(Saved data entries)
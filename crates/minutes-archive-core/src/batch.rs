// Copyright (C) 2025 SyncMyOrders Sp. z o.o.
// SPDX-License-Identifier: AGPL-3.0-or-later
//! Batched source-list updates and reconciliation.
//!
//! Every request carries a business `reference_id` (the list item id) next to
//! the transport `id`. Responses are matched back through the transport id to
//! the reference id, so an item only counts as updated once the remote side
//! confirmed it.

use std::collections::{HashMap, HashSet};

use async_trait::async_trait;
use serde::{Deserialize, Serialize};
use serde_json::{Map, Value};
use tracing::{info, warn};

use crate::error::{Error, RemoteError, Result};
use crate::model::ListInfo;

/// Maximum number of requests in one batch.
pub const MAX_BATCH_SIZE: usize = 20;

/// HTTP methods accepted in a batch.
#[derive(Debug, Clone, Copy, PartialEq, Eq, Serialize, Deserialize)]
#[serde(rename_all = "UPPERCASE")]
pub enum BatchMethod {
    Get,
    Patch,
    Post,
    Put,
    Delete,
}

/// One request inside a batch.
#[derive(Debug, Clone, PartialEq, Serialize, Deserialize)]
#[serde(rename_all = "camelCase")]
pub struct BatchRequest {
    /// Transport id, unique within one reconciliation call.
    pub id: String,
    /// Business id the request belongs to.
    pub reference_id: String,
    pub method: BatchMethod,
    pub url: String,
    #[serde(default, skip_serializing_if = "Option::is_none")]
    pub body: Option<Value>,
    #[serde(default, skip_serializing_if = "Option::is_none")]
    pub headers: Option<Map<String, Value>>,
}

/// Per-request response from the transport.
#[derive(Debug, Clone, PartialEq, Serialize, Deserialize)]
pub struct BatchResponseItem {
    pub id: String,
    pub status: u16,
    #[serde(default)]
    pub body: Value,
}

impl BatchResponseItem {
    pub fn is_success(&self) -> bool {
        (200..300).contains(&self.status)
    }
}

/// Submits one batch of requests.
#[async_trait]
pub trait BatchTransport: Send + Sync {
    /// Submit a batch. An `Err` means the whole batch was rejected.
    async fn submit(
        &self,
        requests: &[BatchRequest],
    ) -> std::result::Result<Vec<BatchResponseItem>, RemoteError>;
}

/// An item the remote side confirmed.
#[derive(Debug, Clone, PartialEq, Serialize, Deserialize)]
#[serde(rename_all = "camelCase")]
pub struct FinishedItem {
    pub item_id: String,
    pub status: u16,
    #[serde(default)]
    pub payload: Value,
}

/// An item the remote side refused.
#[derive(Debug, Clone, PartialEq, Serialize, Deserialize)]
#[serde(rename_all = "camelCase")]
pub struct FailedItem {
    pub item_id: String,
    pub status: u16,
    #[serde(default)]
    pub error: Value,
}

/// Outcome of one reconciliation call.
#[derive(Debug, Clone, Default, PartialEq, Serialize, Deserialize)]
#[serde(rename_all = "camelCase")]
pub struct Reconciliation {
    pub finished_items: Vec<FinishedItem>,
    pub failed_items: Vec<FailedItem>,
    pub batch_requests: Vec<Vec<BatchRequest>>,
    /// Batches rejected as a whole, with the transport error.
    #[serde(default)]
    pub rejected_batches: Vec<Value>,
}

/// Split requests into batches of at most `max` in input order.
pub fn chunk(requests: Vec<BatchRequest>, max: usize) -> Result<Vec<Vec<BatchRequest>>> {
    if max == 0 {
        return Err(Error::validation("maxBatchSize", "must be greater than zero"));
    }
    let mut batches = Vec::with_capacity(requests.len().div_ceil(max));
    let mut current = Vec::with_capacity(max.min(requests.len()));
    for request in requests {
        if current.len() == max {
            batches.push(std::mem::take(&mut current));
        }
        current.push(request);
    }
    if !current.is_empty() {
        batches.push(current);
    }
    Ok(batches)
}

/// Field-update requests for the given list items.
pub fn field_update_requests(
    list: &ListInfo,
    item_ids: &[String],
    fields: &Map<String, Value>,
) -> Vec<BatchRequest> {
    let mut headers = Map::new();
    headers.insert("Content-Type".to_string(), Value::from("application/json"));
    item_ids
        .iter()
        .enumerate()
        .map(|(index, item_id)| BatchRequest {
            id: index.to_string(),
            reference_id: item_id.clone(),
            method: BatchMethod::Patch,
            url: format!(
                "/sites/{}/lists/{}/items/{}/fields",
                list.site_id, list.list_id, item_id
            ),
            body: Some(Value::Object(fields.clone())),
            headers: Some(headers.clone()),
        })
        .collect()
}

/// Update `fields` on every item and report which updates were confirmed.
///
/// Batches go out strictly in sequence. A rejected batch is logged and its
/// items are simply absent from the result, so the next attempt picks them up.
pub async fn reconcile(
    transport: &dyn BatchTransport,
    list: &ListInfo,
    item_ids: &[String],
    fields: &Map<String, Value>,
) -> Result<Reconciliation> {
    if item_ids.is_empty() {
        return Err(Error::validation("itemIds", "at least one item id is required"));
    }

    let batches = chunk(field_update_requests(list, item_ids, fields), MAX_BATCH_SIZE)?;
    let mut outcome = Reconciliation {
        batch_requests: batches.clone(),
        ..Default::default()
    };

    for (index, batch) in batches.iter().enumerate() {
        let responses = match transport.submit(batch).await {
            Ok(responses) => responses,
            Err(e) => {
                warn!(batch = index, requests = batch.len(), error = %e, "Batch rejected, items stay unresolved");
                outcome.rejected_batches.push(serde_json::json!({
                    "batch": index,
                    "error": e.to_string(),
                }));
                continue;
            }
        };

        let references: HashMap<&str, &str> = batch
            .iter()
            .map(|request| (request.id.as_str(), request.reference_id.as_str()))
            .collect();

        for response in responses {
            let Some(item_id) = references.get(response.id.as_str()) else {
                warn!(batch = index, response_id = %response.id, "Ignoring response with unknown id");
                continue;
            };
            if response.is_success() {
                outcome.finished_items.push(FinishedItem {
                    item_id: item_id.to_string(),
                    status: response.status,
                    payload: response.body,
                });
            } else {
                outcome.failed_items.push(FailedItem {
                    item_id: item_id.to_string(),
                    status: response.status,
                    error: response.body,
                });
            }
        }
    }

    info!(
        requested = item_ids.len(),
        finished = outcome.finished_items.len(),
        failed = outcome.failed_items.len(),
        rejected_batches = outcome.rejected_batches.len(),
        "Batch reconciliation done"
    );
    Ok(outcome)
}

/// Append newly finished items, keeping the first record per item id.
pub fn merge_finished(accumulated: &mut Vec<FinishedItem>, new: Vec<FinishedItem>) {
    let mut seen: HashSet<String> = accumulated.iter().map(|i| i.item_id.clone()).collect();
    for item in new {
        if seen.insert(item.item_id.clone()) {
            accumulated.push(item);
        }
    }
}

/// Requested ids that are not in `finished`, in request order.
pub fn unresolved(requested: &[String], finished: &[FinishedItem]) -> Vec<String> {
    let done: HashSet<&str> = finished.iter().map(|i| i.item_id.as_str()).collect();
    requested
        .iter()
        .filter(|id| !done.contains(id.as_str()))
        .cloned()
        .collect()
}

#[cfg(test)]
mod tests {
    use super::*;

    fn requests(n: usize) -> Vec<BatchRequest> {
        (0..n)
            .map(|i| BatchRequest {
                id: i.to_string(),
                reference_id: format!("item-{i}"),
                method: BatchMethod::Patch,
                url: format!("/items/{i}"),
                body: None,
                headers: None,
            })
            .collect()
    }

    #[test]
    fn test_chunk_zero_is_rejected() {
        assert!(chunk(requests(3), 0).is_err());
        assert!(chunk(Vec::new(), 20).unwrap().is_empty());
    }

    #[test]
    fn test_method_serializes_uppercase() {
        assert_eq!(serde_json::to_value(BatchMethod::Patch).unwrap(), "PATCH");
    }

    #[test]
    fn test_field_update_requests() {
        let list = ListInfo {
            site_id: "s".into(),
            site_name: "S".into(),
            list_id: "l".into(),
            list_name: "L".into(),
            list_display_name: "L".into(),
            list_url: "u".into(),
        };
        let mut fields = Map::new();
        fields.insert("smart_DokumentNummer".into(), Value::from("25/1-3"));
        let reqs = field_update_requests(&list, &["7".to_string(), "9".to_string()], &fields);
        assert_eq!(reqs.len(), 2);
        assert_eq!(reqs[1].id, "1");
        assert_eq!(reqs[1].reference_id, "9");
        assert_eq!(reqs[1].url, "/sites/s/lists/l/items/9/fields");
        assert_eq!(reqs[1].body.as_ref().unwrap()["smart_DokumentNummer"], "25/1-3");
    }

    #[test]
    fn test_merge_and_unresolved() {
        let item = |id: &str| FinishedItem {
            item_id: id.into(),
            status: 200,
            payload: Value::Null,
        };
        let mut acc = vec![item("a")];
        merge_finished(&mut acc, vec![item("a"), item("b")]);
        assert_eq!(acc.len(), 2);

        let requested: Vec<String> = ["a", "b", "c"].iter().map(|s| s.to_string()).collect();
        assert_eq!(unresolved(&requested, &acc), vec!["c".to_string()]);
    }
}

• WHAT IS BEING ASKED:
Using the records above, set down exactly the lines from the one with "if max == 0" through the one with "given list items.", inclusive, and nothing more.

• SOLUTION TO THE PROBLEM:
    if max == 0 {
        return Err(Error::validation("maxBatchSize", "must be greater than zero"));
    }
    let mut batches = Vec::with_capacity(requests.len().div_ceil(max));
    let mut current = Vec::with_capacity(max.min(requests.len()));
    for request in requests {
        if current.len() == max {
            batches.push(std::mem::take(&mut current));
        }
        current.push(request);
    }
    if !current.is_empty() {
        batches.push(current);
    }
    Ok(batches)
}

/// Field-update requests for the given list items.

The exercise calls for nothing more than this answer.